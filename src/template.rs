use std::sync::OnceLock;

use regex::{Captures, Regex};
use serde_json::Value;
use tracing::warn;

use crate::expr::{
    evaluate_expression, evaluate_fallback, is_safe_expression, literal_text, loading_pill,
    split_fallback, RenderMode,
};
use crate::results::Results;
use crate::sanitize::escape_html;
use crate::value::{display_value, get_nested_value, is_present};

const LOOP_OPEN: &str = "{{#each ";
const LOOP_CLOSE: &str = "{{/each}}";

/// Upper bound for an explicit `limit=` value; anything larger is refused.
const MAX_LOOP_LIMIT: usize = 1000;
/// Skeleton renders unroll loops at most this many times.
const LOADING_LOOP_ITEMS: usize = 3;
/// Nesting ceiling for loop expansion.
const MAX_LOOP_DEPTH: usize = 16;

/// Private-use marker bracketing protected fenced spans.
const CODE_MARK: char = '\u{E000}';

struct RenderCtx<'a> {
    results: Option<&'a Results>,
    mode: RenderMode,
}

/// The innermost loop scope. Field resolution inside a loop body checks this
/// scope only; there is no implicit parent lookup beyond explicit `data`
/// references.
struct LoopScope<'a> {
    item: &'a Value,
    index: usize,
}

#[derive(Clone, Copy)]
enum TokenStyle {
    Single,
    Double,
}

impl TokenStyle {
    fn echo(self, expr: &str) -> String {
        match self {
            TokenStyle::Single => format!("{{{expr}}}"),
            TokenStyle::Double => format!("{{{{{expr}}}}}"),
        }
    }
}

/// Expand loops and substitution tokens in `text` against `results`.
///
/// Fenced code spans are protected first and restored verbatim, so template
/// syntax inside them is never processed. Malformed loop syntax degrades to
/// literal text; this function never fails.
pub fn process_template_substitutions(
    text: &str,
    results: Option<&Results>,
    mode: RenderMode,
) -> String {
    let ctx = RenderCtx { results, mode };
    let (protected, spans) = protect_code_spans(text);
    let rendered = render_fragment(&protected, &ctx, None, 0);
    restore_code_spans(rendered, &spans)
}

// ─── Fenced-span protection ─────────────────────────────────────────────────

fn template_fence_regex() -> &'static Regex {
    static TEMPLATE_FENCE_REGEX: OnceLock<Regex> = OnceLock::new();
    TEMPLATE_FENCE_REGEX.get_or_init(|| Regex::new(r"(?s)```.*?```").unwrap())
}

fn protect_code_spans(text: &str) -> (String, Vec<String>) {
    let mut spans = Vec::new();
    let replaced = template_fence_regex().replace_all(text, |caps: &Captures| {
        let index = spans.len();
        spans.push(caps[0].to_string());
        format!("{CODE_MARK}{index}{CODE_MARK}")
    });
    (replaced.into_owned(), spans)
}

fn restore_code_spans(text: String, spans: &[String]) -> String {
    let mut out = text;
    for (index, span) in spans.iter().enumerate() {
        // loop expansion may have duplicated a placeholder
        out = out.replace(&format!("{CODE_MARK}{index}{CODE_MARK}"), span);
    }
    out
}

// ─── Loop expansion ─────────────────────────────────────────────────────────

enum LoopParse<'a> {
    /// No matching `{{/each}}`; the rest of the fragment stays literal.
    Unmatched,
    /// Recognizably a loop, but unsafe: the whole block stays literal.
    Literal { len: usize },
    Block {
        expr: &'a str,
        limit: Option<usize>,
        body: &'a str,
        len: usize,
    },
}

fn render_fragment(text: &str, ctx: &RenderCtx, scope: Option<&LoopScope>, depth: usize) -> String {
    let mut out = String::with_capacity(text.len());
    let mut rest = text;
    while let Some(open_pos) = rest.find(LOOP_OPEN) {
        out.push_str(&substitute_tokens(&rest[..open_pos], ctx, scope));
        let block = &rest[open_pos..];
        match parse_loop_block(block) {
            LoopParse::Unmatched => {
                warn!("unmatched {{{{#each}}}} block left unprocessed");
                out.push_str(block);
                return out;
            }
            LoopParse::Literal { len } => {
                out.push_str(&block[..len]);
                rest = &block[len..];
            }
            LoopParse::Block {
                expr,
                limit,
                body,
                len,
            } => {
                out.push_str(&expand_loop(&block[..len], expr, limit, body, ctx, scope, depth));
                rest = &block[len..];
            }
        }
    }
    out.push_str(&substitute_tokens(rest, ctx, scope));
    out
}

/// Parse one loop block at the start of `block` (which begins with
/// `{{#each `).
fn parse_loop_block(block: &str) -> LoopParse<'_> {
    let Some(header_end) = block.find("}}") else {
        return LoopParse::Unmatched;
    };
    let header = &block[LOOP_OPEN.len()..header_end];
    let body_start = header_end + 2;
    let Some(close_offset) = find_matching_close(&block[body_start..]) else {
        return LoopParse::Unmatched;
    };
    let body = &block[body_start..body_start + close_offset];
    let len = body_start + close_offset + LOOP_CLOSE.len();

    if header.contains(['{', '}', '\n']) {
        warn!("malformed loop header left unprocessed: {header}");
        return LoopParse::Literal { len };
    }
    let mut parts = header.split_whitespace();
    let Some(expr) = parts.next() else {
        warn!("loop block without an array expression left unprocessed");
        return LoopParse::Literal { len };
    };
    let mut limit = None;
    if let Some(token) = parts.next() {
        let parsed = token
            .strip_prefix("limit=")
            .and_then(|v| v.parse::<usize>().ok())
            .filter(|n| *n <= MAX_LOOP_LIMIT);
        match parsed {
            Some(n) if parts.next().is_none() => limit = Some(n),
            _ => {
                warn!("invalid or unsafe loop limit left unprocessed: {token}");
                return LoopParse::Literal { len };
            }
        }
    }
    if expr != "data" && !is_safe_expression(expr) {
        warn!("blocked potentially unsafe loop expression: {expr}");
        return LoopParse::Literal { len };
    }
    LoopParse::Block {
        expr,
        limit,
        body,
        len,
    }
}

/// Offset of the `{{/each}}` matching the already-open loop, depth-aware.
fn find_matching_close(s: &str) -> Option<usize> {
    let mut depth = 1usize;
    let mut pos = 0;
    while pos < s.len() {
        let close = s[pos..].find(LOOP_CLOSE)?;
        match s[pos..].find(LOOP_OPEN) {
            Some(open) if open < close => {
                depth += 1;
                pos += open + LOOP_OPEN.len();
            }
            _ => {
                depth -= 1;
                if depth == 0 {
                    return Some(pos + close);
                }
                pos += close + LOOP_CLOSE.len();
            }
        }
    }
    None
}

fn expand_loop(
    raw_block: &str,
    expr: &str,
    limit: Option<usize>,
    body: &str,
    ctx: &RenderCtx,
    scope: Option<&LoopScope>,
    depth: usize,
) -> String {
    if depth >= MAX_LOOP_DEPTH {
        warn!("loop nesting exceeds depth limit, block left unprocessed");
        return raw_block.to_string();
    }
    if ctx.mode.is_loading() {
        // skeleton render: data is not consulted at all
        let count = limit.map_or(LOADING_LOOP_ITEMS, |n| n.min(LOADING_LOOP_ITEMS));
        let null_item = Value::Null;
        let parts: Vec<String> = (0..count)
            .map(|index| {
                let item_scope = LoopScope {
                    item: &null_item,
                    index,
                };
                render_fragment(body, ctx, Some(&item_scope), depth + 1)
            })
            .collect();
        return join_iterations(parts);
    }
    let Some(Value::Array(items)) = resolve_loop_target(expr, ctx, scope) else {
        // missing or non-array targets render nothing
        return String::new();
    };
    let take = limit.unwrap_or(usize::MAX);
    let parts: Vec<String> = items
        .iter()
        .take(take)
        .enumerate()
        .map(|(index, item)| {
            let item_scope = LoopScope { item, index };
            render_fragment(body, ctx, Some(&item_scope), depth + 1)
        })
        .collect();
    join_iterations(parts)
}

/// `data` is the root row sequence; `data[...]`/`data.length` evaluate
/// against the root; any other name is a field of the current loop item
/// (or of the first row at the root scope).
fn resolve_loop_target(expr: &str, ctx: &RenderCtx, scope: Option<&LoopScope>) -> Option<Value> {
    if expr == "data" {
        return ctx.results.map(|r| Value::Array(r.rows.clone()));
    }
    if expr == "data.length" || expr.starts_with("data[") {
        return evaluate_expression(expr, ctx.results, RenderMode::Normal);
    }
    match scope {
        Some(s) => get_nested_value(s.item, expr).cloned(),
        None => ctx
            .results
            .and_then(|r| r.rows.first())
            .and_then(|row| get_nested_value(row, expr))
            .cloned(),
    }
}

/// Concatenate iteration outputs. Iterations whose output starts with a
/// list marker get their own line, so loop-generated list items stack into
/// one markdown list.
fn join_iterations(parts: Vec<String>) -> String {
    let mut out = String::new();
    let last = parts.len().saturating_sub(1);
    for (i, part) in parts.iter().enumerate() {
        out.push_str(part);
        let list_like = part.starts_with("- ") || part.starts_with("* ");
        if i < last && list_like && !part.ends_with('\n') {
            out.push('\n');
        }
    }
    out
}

// ─── Token substitution ─────────────────────────────────────────────────────

fn substitute_tokens(text: &str, ctx: &RenderCtx, scope: Option<&LoopScope>) -> String {
    let mut out = String::with_capacity(text.len());
    let mut rest = text;
    while let Some(pos) = rest.find('{') {
        out.push_str(&rest[..pos]);
        let candidate = &rest[pos..];
        match find_balanced(candidate) {
            Some(end) => {
                out.push_str(&replace_token(&candidate[..end], ctx, scope));
                rest = &candidate[end..];
            }
            None => {
                out.push('{');
                rest = &candidate[1..];
            }
        }
    }
    out.push_str(rest);
    out
}

/// Length of the balanced-brace token starting at `s` (which begins with
/// `{`), or `None` when the braces never balance.
fn find_balanced(s: &str) -> Option<usize> {
    let mut depth = 0i32;
    for (idx, c) in s.char_indices() {
        match c {
            '{' => depth += 1,
            '}' => {
                depth -= 1;
                if depth == 0 {
                    return Some(idx + 1);
                }
            }
            _ => {}
        }
    }
    None
}

fn replace_token(token: &str, ctx: &RenderCtx, scope: Option<&LoopScope>) -> String {
    if token.len() >= 5 && token.starts_with("{{") && token.ends_with("}}") {
        let inner = &token[2..token.len() - 2];
        if !inner.contains(['{', '}']) {
            return match scope {
                Some(s) => scoped_token(inner, TokenStyle::Double, ctx, s),
                // outside a loop, double braces are not part of the grammar
                None => token.to_string(),
            };
        }
        return token.to_string();
    }
    let inner = &token[1..token.len() - 1];
    if inner.trim().is_empty() {
        return token.to_string();
    }
    match scope {
        Some(s) => scoped_token(inner, TokenStyle::Single, ctx, s),
        None => evaluate_fallback(inner, ctx.results, ctx.mode),
    }
}

fn scoped_token(inner: &str, style: TokenStyle, ctx: &RenderCtx, scope: &LoopScope) -> String {
    let trimmed = inner.trim();
    if trimmed.is_empty() {
        return style.echo(inner);
    }
    if ctx.mode.is_loading() {
        if trimmed == "@index" {
            return loading_pill("0");
        }
        return match split_fallback(trimmed) {
            Some((_, fallback)) => {
                let fallback = fallback.trim();
                loading_pill(literal_text(fallback).unwrap_or(fallback))
            }
            None => loading_pill(trimmed),
        };
    }
    if trimmed == "@index" {
        return scope.index.to_string();
    }
    match split_fallback(trimmed) {
        Some((main, fallback)) => {
            let main = main.trim();
            let fallback = fallback.trim();
            match scoped_value(main, ctx, scope) {
                Err(()) => {
                    warn!("blocked potentially unsafe field expression: {trimmed}");
                    style.echo(trimmed)
                }
                Ok(Some(value)) if is_present(&value) => escape_html(&display_value(&value)),
                Ok(_) => {
                    if let Some(text) = literal_text(fallback) {
                        return text.to_string();
                    }
                    match scoped_value(fallback, ctx, scope) {
                        Ok(Some(value)) => escape_html(&display_value(&value)),
                        _ => fallback.to_string(),
                    }
                }
            }
        }
        None => match scoped_value(trimmed, ctx, scope) {
            Err(()) => {
                warn!("blocked potentially unsafe field expression: {trimmed}");
                style.echo(trimmed)
            }
            Ok(Some(value)) => escape_html(&display_value(&value)),
            Ok(None) => style.echo(trimmed),
        },
    }
}

/// Resolve one side of a loop-scoped token. `Err` means the expression is
/// outside the safe grammar; `Ok(None)` means it resolved to nothing.
fn scoped_value(expr: &str, ctx: &RenderCtx, scope: &LoopScope) -> Result<Option<Value>, ()> {
    if expr == "." {
        return Ok(Some(scope.item.clone()));
    }
    if expr == "@index" {
        return Ok(Some(Value::from(scope.index)));
    }
    if expr == "data.length" || expr.starts_with("data[") {
        if !is_safe_expression(expr) {
            return Err(());
        }
        return Ok(evaluate_expression(expr, ctx.results, ctx.mode));
    }
    if !is_safe_expression(expr) {
        return Err(());
    }
    Ok(get_nested_value(scope.item, expr).cloned())
}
####
Work item:
In the entries above, find each line with "expansion" and copy it.

Result for this exercise:
/// Nesting ceiling for loop expansion.
        // loop expansion may have duplicated a placeholder
// ─── Loop expansion ─────────────────────────────────────────────────────────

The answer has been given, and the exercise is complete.